The garments range from .5 – 40 CFM. CFM is a measurement of cubic feet per minute to denote air permeability. To put those numbers into perspective, the Army Combat Uniform is made from a 50/50 Nylon/Cotton blend which is 8 CFM. It’s actually not very breathable at all. For MARS the lower CFM is a waterproof breathable suit, while the higher air perm is a 1.5 oz mechanical stretch knit with Durable Water Repellant treatment. The latter cross layer material offers the “put it on, leave it on” approach which can be used across a wide range of conditions, alone or in concert with other garments.

The team also put some thought into the colors. They are offering two which come from their commercial offerings: Fatigue Green and Forge Grey, which is a dark hue. Neuron explained these will satisfy many organizations’ requirement for civilian clothing for low viz operations. Additionally, he added that they’ll offer MultiCam as well, as it is the SOCOM Standard.


Starting three years ago, the design concept was launched, and the material developments kicked off with Patagonia’s Materials Innovation Group, a team of chemists and textile PhD’s. Then by providence, about 18 months ago, a SOF customer identified a requirement for a new environmental clothing system. MARS got a kickstart and they quickly produced the requisite number of full kits for the source selection. It went up against the best in the business, but won the solicitation and publicly unveiled MARS during last year’s SOF Select event. Since then, they’ve formalized The Lost Arrow Project to manage the program and worked to bring it into production in order to meet their customer’s deadlines.

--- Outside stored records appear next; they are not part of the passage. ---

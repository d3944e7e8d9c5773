//! Table Preview Module
//! Tabular previews of the computed aggregates, with a copy-as-JSON action.

use crate::data::{CategorySales, RankedReview};
use egui::RichText;
use serde::Serialize;

/// A rendered-ready table: headers, formatted cells and the rows as JSON.
#[derive(Debug, Clone, PartialEq)]
pub struct PreviewTable {
    id: String,
    pub headers: Vec<String>,
    pub rows: Vec<Vec<String>>,
    pub json: Option<String>,
}

impl PreviewTable {
    pub fn from_sales(id: &str, sales: &[CategorySales]) -> Self {
        let rows = sales
            .iter()
            .map(|s| {
                vec![
                    s.product_category_name.clone(),
                    s.order_count.to_string(),
                    format!("{:.2}", s.total_price),
                ]
            })
            .collect();

        Self {
            id: id.to_string(),
            headers: vec![
                "product_category_name".to_string(),
                "order_id".to_string(),
                "price_y".to_string(),
            ],
            rows,
            json: to_json(sales),
        }
    }

    pub fn from_reviews(id: &str, reviews: &[RankedReview]) -> Self {
        let rows = reviews
            .iter()
            .map(|r| {
                vec![
                    r.product_category_name_english.clone(),
                    r.review_score
                        .map(|s| format!("{:.4}", s))
                        .unwrap_or_else(|| "-".to_string()),
                    r.provenance.label().to_string(),
                ]
            })
            .collect();

        Self {
            id: id.to_string(),
            headers: vec![
                "product_category_name_english".to_string(),
                "review_score".to_string(),
                "Category".to_string(),
            ],
            rows,
            json: to_json(reviews),
        }
    }

    /// Draw the table with a leading row-index column.
    pub fn draw(&self, ui: &mut egui::Ui) {
        egui::Frame::none()
            .fill(ui.visuals().widgets.noninteractive.bg_fill)
            .rounding(5.0)
            .inner_margin(8.0)
            .show(ui, |ui| {
                if let Some(json) = &self.json {
                    if ui.small_button("📋 Copy JSON").clicked() {
                        ui.ctx().copy_text(json.clone());
                        log::debug!("Copied table '{}' to clipboard", self.id);
                    }
                    ui.add_space(4.0);
                }

                if self.rows.is_empty() {
                    ui.label(RichText::new("No rows").italics());
                    return;
                }

                egui::Grid::new(ui.make_persistent_id(format!("preview_table_{}", self.id)))
                    .striped(true)
                    .min_col_width(40.0)
                    .spacing([16.0, 4.0])
                    .show(ui, |ui| {
                        ui.label(RichText::new("").size(12.0));
                        for header in &self.headers {
                            ui.label(RichText::new(header).strong().size(12.0));
                        }
                        ui.end_row();

                        for (i, row) in self.rows.iter().enumerate() {
                            ui.label(RichText::new(i.to_string()).weak().size(12.0));
                            for cell in row {
                                ui.label(RichText::new(cell).size(12.0));
                            }
                            ui.end_row();
                        }
                    });
            });
    }
}

fn to_json<T: Serialize>(rows: &[T]) -> Option<String> {
    match serde_json::to_string_pretty(rows) {
        Ok(json) => Some(json),
        Err(e) => {
            log::warn!("Could not serialise table rows: {}", e);
            None
        }
    }
}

Capitalizing on this success, they’ve decided to offer MARS to government customers as well as distributors who service the tactical market.

The System

There are a few similarities between the original system and the new one. For instance, some of the components have the same name as the original items. That’s because over the years they’ve been updated with new materials and still suit the overall purpose of the clothing system.


The garments range from FR Wool next-to-skin items, windshirts, insulating vest and jackets to waterproof breathable, fully seam taped overgarments. While it was developed as a full system, they don’t consider MARS an all or nothing proposal. They fully expect and encourage users to purchase and use the components best suited to their needs.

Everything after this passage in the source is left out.